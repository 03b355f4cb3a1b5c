//! Font metadata records and the resolution pipeline behind the fonts API.
//!
//! The [`catalog::Catalog`] is built once at startup and read-only thereafter.
//! Everything else is derived per request: a [`bundle::FontBundle`] pins a
//! font to a resolved subset selection, variants and file paths are resolved
//! from the bundle, and nothing is cached across requests.

pub mod bundle;
pub mod catalog;
pub mod error;
pub mod paths;
pub mod records;

pub use bundle::{filter_files, resolve_subsets, FontBundle};
pub use catalog::Catalog;
pub use error::Error;
pub use paths::Paths;
pub use records::{FileEntry, FontRecord, VariantDecl, VariantRecord};
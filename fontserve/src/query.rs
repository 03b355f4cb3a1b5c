//! Query string handling for the fonts routes.

/// Split a raw query string into key/value pairs. No percent-decoding; the
/// parameters this API takes are plain tokens.
pub fn split_query(query: &str) -> Vec<(String, String)> {
    query
        .split('&')
        .filter(|pair| !pair.is_empty())
        .map(|pair| match pair.split_once('=') {
            Some((key, value)) => (key.to_string(), value.to_string()),
            None => (pair.to_string(), String::new()),
        })
        .collect()
}

/// Parse a comma-separated list parameter.
///
/// `"latin,latin-ext,"` becomes `["latin", "latin-ext"]`: split on one or
/// more commas, blank tokens discarded. Kept tokens are not trimmed, so a
/// padded token like `" latin "` goes through verbatim and matches nothing
/// downstream. An absent parameter (`None`) means "no filter"; a
/// present-but-blank one means an empty list, which as a filter matches
/// nothing.
pub fn list_param(raw: Option<&str>) -> Option<Vec<String>> {
    raw.map(|raw| {
        raw.split(',')
            .filter(|token| !token.trim().is_empty())
            .map(str::to_string)
            .collect()
    })
}
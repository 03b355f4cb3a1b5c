//! Where do the font files for a bundle live on disk?

use std::path::{Path, PathBuf};

use log::debug;

use crate::{
    bundle::FontBundle,
    records::{FileEntry, VariantRecord},
};

/// The on-disk file name for one (bundle, variant, format) combination,
/// e.g. `roboto-v30-latin-regular.woff2`.
pub fn file_name(bundle: &FontBundle, variant: &str, format: &str) -> String {
    format!(
        "{}-{}-{}-{}.{}",
        bundle.font.id, bundle.font.version, bundle.store_id, variant, format
    )
}

#[derive(Debug, Clone)]
pub struct Paths {
    font_dir: PathBuf,
}

impl Paths {
    pub fn new(font_dir: &Path) -> Paths {
        Paths {
            font_dir: font_dir.to_path_buf(),
        }
    }

    pub fn font_dir(&self) -> &Path {
        &self.font_dir
    }

    pub fn font_file(&self, bundle: &FontBundle, variant: &str, format: &str) -> PathBuf {
        self.font_dir
            .join(&bundle.font.id)
            .join(file_name(bundle, variant, format))
    }

    /// Resolve the concrete file for every (variant, format) pair.
    ///
    /// No variant/format filtering happens here; that is the caller's
    /// filter step. Entries whose file does not exist at resolution time
    /// are never returned.
    pub fn file_entries(&self, bundle: &FontBundle, variants: &[VariantRecord]) -> Vec<FileEntry> {
        let mut entries = Vec::new();
        for variant in variants {
            for format in variant.urls.keys() {
                let path = self.font_file(bundle, &variant.id, format);
                if !path.is_file() {
                    debug!("No file backing '{}' '{}': {:?}", variant.id, format, path);
                    continue;
                }
                entries.push(FileEntry {
                    variant: variant.id.clone(),
                    format: format.clone(),
                    path,
                });
            }
        }
        entries
    }
}
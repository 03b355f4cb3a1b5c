use std::{io, path::PathBuf};

use thiserror::Error;

#[derive(Debug, Error)]
pub enum Error {
    #[error("No font with id '{0}'")]
    UnknownFont(String),
    #[error("No declared subset of '{font_id}' matches {requested:?}")]
    NoMatchingSubsets {
        font_id: String,
        requested: Vec<String>,
    },
    #[error("Font '{0}' has no resolvable variants")]
    NoVariants(String),
    #[error("No files of '{0}' match the requested filters")]
    NoMatchingFiles(String),
    #[error("Unable to read catalog '{path}': '{source}'")]
    CatalogRead {
        path: PathBuf,
        #[source]
        source: io::Error,
    },
    #[error("Unable to parse catalog '{path}': '{source}'")]
    CatalogParse {
        path: PathBuf,
        #[source]
        source: serde_json::Error,
    },
}

impl Error {
    /// Whether this error is part of the user-facing not-found taxonomy.
    ///
    /// Everything else is an internal failure and must not be presented as a
    /// missing resource.
    pub fn is_not_found(&self) -> bool {
        matches!(
            self,
            Error::UnknownFont(..)
                | Error::NoMatchingSubsets { .. }
                | Error::NoVariants(..)
                | Error::NoMatchingFiles(..)
        )
    }
}
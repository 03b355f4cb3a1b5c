//! Command line arguments

use std::path::PathBuf;

use clap::Parser;

/// What font can we serve for you today?
#[derive(Parser, Debug, Clone, PartialEq)]
pub struct Args {
    /// A JSON array of font records.
    #[arg(short, long)]
    #[clap(default_value = "catalog.json")]
    pub catalog: PathBuf,

    /// Directory holding the font files, one subdirectory per font id.
    #[arg(short, long)]
    #[clap(default_value = "fonts")]
    pub font_dir: PathBuf,

    /// Address to listen on.
    #[arg(long)]
    #[clap(default_value = "127.0.0.1")]
    pub host: String,

    /// Port to listen on.
    #[arg(short, long)]
    #[clap(default_value = "8080")]
    pub port: u16,

    /// Base URL used in the file locators handed out by the API.
    /// Defaults to http://{host}:{port}.
    #[arg(short, long)]
    #[clap(default_value = None)]
    pub base_url: Option<String>,

    /// How many connections to serve concurrently.
    #[arg(short, long)]
    #[clap(default_value = "8")]
    pub workers: usize,
}

impl Args {
    pub fn base_url(&self) -> String {
        self.base_url
            .clone()
            .unwrap_or_else(|| format!("http://{}:{}", self.host, self.port))
    }

    pub fn bind_addr(&self) -> String {
        format!("{}:{}", self.host, self.port)
    }
}
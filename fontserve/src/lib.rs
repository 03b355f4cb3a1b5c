//! The HTTP face of the font catalog: JSON listings, per-font detail, and
//! streamed zip downloads of the backing files.

pub mod api;
pub mod archive;
#[cfg(feature = "cli")]
mod args;
mod error;
pub mod query;
pub mod server;

#[cfg(test)]
pub(crate) mod testutil;

#[cfg(feature = "cli")]
pub use args::Args;
pub use error::Error;
pub use server::{HttpRequest, Server};
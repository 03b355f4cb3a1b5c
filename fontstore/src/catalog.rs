//! The read-only store of font records.

use std::{collections::HashMap, fs, path::Path};

use log::warn;

use crate::{error::Error, records::FontRecord};

/// All font records, ordered by (popularity, id), keyed by id.
///
/// Built once during startup and handed to request handlers; there is no
/// mutation API.
#[derive(Debug, Clone)]
pub struct Catalog {
    fonts: Vec<FontRecord>,
    by_id: HashMap<String, usize>,
}

impl Catalog {
    pub fn new(mut fonts: Vec<FontRecord>) -> Catalog {
        fonts.sort_by(|a, b| (a.popularity, &a.id).cmp(&(b.popularity, &b.id)));
        let mut by_id = HashMap::with_capacity(fonts.len());
        let mut keep = Vec::with_capacity(fonts.len());
        for font in fonts {
            if by_id.contains_key(&font.id) {
                warn!("Duplicate font id '{}', keeping the first record", font.id);
                continue;
            }
            by_id.insert(font.id.clone(), keep.len());
            keep.push(font);
        }
        Catalog {
            fonts: keep,
            by_id,
        }
    }

    /// Load a catalog from a JSON array of font records.
    pub fn from_file(path: &Path) -> Result<Catalog, Error> {
        let raw = fs::read_to_string(path).map_err(|source| Error::CatalogRead {
            path: path.to_path_buf(),
            source,
        })?;
        let fonts = serde_json::from_str(&raw).map_err(|source| Error::CatalogParse {
            path: path.to_path_buf(),
            source,
        })?;
        Ok(Catalog::new(fonts))
    }

    /// All records in stable listing order.
    pub fn iter(&self) -> impl Iterator<Item = &FontRecord> {
        self.fonts.iter()
    }

    pub fn get(&self, id: &str) -> Option<&FontRecord> {
        self.by_id.get(id).map(|ix| &self.fonts[*ix])
    }

    pub fn len(&self) -> usize {
        self.fonts.len()
    }

    pub fn is_empty(&self) -> bool {
        self.fonts.is_empty()
    }
}
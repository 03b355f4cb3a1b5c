//! Streams selected font files into a zip archive, member by member.
//!
//! The container is assembled by hand so it can be written front-to-back to
//! any [`Write`] sink: every member carries a data descriptor (flag bit 3),
//! so nothing has to be seeked back and patched. Member bodies are raw
//! DEFLATE streams; at most one source file is open at a time and reads go
//! through a fixed-size chunk buffer, so memory stays bounded regardless of
//! archive size. A slow sink blocks the writes, which in turn pauses the
//! reads; that is the whole backpressure story.

use std::{
    fs::File,
    io::{Read, Write},
    path::Path,
};

use flate2::{write::DeflateEncoder, Compression, Crc};
use fontstore::FileEntry;

use crate::error::Error;

const LOCAL_HEADER_SIG: u32 = 0x0403_4b50;
const DATA_DESCRIPTOR_SIG: u32 = 0x0807_4b50;
const CENTRAL_HEADER_SIG: u32 = 0x0201_4b50;
const END_OF_CENTRAL_DIR_SIG: u32 = 0x0605_4b50;

const VERSION_NEEDED: u16 = 20;
const FLAG_DATA_DESCRIPTOR: u16 = 1 << 3;
const METHOD_DEFLATE: u16 = 8;
// The zip epoch, 1980-01-01 00:00:00; members carry no meaningful mtime.
const DOS_TIME: u16 = 0;
const DOS_DATE: u16 = 0x0021;

const CHUNK_SIZE: usize = 64 * 1024;

/// Stream `entries` into `sink` as a zip archive and return the sink.
///
/// Members are named by the basename of their source path, in entry order.
/// Basenames are not deduplicated; with a flat layout the last member of a
/// given name wins at extraction time. The first read or write failure
/// aborts the whole archive; bytes already written are not retracted.
pub fn stream_archive<W: Write>(entries: &[FileEntry], sink: W) -> Result<W, Error> {
    let mut zip = ZipStreamer::new(sink);
    for entry in entries {
        let name = entry
            .path
            .file_name()
            .map(|n| n.to_string_lossy().into_owned())
            .unwrap_or_else(|| format!("{}.{}", entry.variant, entry.format));
        zip.append_file(&name, &entry.path)?;
    }
    zip.finish()
}

/// Incremental zip writer over any byte sink.
pub struct ZipStreamer<W: Write> {
    sink: CountingWriter<W>,
    members: Vec<MemberRecord>,
}

/// What `finish` needs to remember about a written member.
struct MemberRecord {
    name: String,
    crc: u32,
    compressed: u32,
    uncompressed: u32,
    header_offset: u32,
}

impl<W: Write> ZipStreamer<W> {
    pub fn new(sink: W) -> ZipStreamer<W> {
        ZipStreamer {
            sink: CountingWriter { inner: sink, written: 0 },
            members: Vec::new(),
        }
    }

    /// Add one archive member sourced from `path`, compressing as we go.
    pub fn append_file(&mut self, name: &str, path: &Path) -> Result<(), Error> {
        let name_len =
            u16::try_from(name.len()).map_err(|_| Error::MemberNameTooLong(name.len()))?;
        let header_offset = u32::try_from(self.sink.written).map_err(|_| Error::ArchiveTooLarge)?;
        let mut file = File::open(path).map_err(|source| Error::ArchiveRead {
            path: path.to_path_buf(),
            source,
        })?;

        // Local header; sizes and crc live in the trailing data descriptor.
        self.write_u32(LOCAL_HEADER_SIG)?;
        self.write_u16(VERSION_NEEDED)?;
        self.write_u16(FLAG_DATA_DESCRIPTOR)?;
        self.write_u16(METHOD_DEFLATE)?;
        self.write_u16(DOS_TIME)?;
        self.write_u16(DOS_DATE)?;
        self.write_u32(0)?; // crc-32
        self.write_u32(0)?; // compressed size
        self.write_u32(0)?; // uncompressed size
        self.write_u16(name_len)?;
        self.write_u16(0)?; // extra field length
        self.write_all(name.as_bytes())?;

        let mut crc = Crc::new();
        let mut uncompressed: u64 = 0;
        let body_start = self.sink.written;
        let mut encoder = DeflateEncoder::new(&mut self.sink, Compression::default());
        let mut buf = vec![0u8; CHUNK_SIZE];
        loop {
            let n = file.read(&mut buf).map_err(|source| Error::ArchiveRead {
                path: path.to_path_buf(),
                source,
            })?;
            if n == 0 {
                break;
            }
            crc.update(&buf[..n]);
            encoder.write_all(&buf[..n]).map_err(Error::ArchiveWrite)?;
            uncompressed += n as u64;
        }
        encoder.finish().map_err(Error::ArchiveWrite)?;

        let compressed = self.sink.written - body_start;
        let (compressed, uncompressed) = match (u32::try_from(compressed), u32::try_from(uncompressed)) {
            (Ok(c), Ok(u)) => (c, u),
            _ => return Err(Error::EntryTooLarge(path.to_path_buf())),
        };

        self.write_u32(DATA_DESCRIPTOR_SIG)?;
        self.write_u32(crc.sum())?;
        self.write_u32(compressed)?;
        self.write_u32(uncompressed)?;

        self.members.push(MemberRecord {
            name: name.to_string(),
            crc: crc.sum(),
            compressed,
            uncompressed,
            header_offset,
        });
        Ok(())
    }

    /// Write the central directory and end record, flush, and return the sink.
    pub fn finish(mut self) -> Result<W, Error> {
        let members = std::mem::take(&mut self.members);
        let cd_offset = u32::try_from(self.sink.written).map_err(|_| Error::ArchiveTooLarge)?;
        for member in &members {
            self.write_u32(CENTRAL_HEADER_SIG)?;
            self.write_u16(VERSION_NEEDED)?; // version made by
            self.write_u16(VERSION_NEEDED)?;
            self.write_u16(FLAG_DATA_DESCRIPTOR)?;
            self.write_u16(METHOD_DEFLATE)?;
            self.write_u16(DOS_TIME)?;
            self.write_u16(DOS_DATE)?;
            self.write_u32(member.crc)?;
            self.write_u32(member.compressed)?;
            self.write_u32(member.uncompressed)?;
            let name_len = u16::try_from(member.name.len())
                .map_err(|_| Error::MemberNameTooLong(member.name.len()))?;
            self.write_u16(name_len)?;
            self.write_u16(0)?; // extra field length
            self.write_u16(0)?; // comment length
            self.write_u16(0)?; // disk number start
            self.write_u16(0)?; // internal attributes
            self.write_u32(0)?; // external attributes
            self.write_u32(member.header_offset)?;
            self.write_all(member.name.as_bytes())?;
        }
        let cd_end = u32::try_from(self.sink.written).map_err(|_| Error::ArchiveTooLarge)?;
        let count = u16::try_from(members.len()).map_err(|_| Error::ArchiveTooLarge)?;

        self.write_u32(END_OF_CENTRAL_DIR_SIG)?;
        self.write_u16(0)?; // this disk
        self.write_u16(0)?; // central directory disk
        self.write_u16(count)?;
        self.write_u16(count)?;
        self.write_u32(cd_end - cd_offset)?;
        self.write_u32(cd_offset)?;
        self.write_u16(0)?; // comment length

        self.sink.flush().map_err(Error::ArchiveWrite)?;
        Ok(self.sink.inner)
    }

    fn write_all(&mut self, bytes: &[u8]) -> Result<(), Error> {
        self.sink.write_all(bytes).map_err(Error::ArchiveWrite)
    }

    fn write_u16(&mut self, value: u16) -> Result<(), Error> {
        self.write_all(&value.to_le_bytes())
    }

    fn write_u32(&mut self, value: u32) -> Result<(), Error> {
        self.write_all(&value.to_le_bytes())
    }
}

/// Tracks how many bytes reached the sink; zip offsets are derived from it.
struct CountingWriter<W> {
    inner: W,
    written: u64,
}

impl<W: Write> Write for CountingWriter<W> {
    fn write(&mut self, buf: &[u8]) -> std::io::Result<usize> {
        let n = self.inner.write(buf)?;
        self.written += n as u64;
        Ok(n)
    }

    fn flush(&mut self) -> std::io::Result<()> {
        self.inner.flush()
    }
}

YOUR OBJECTIVE
Say how many lines of the listing above include the word "resolution", giving the number alone.

RESPONSE
2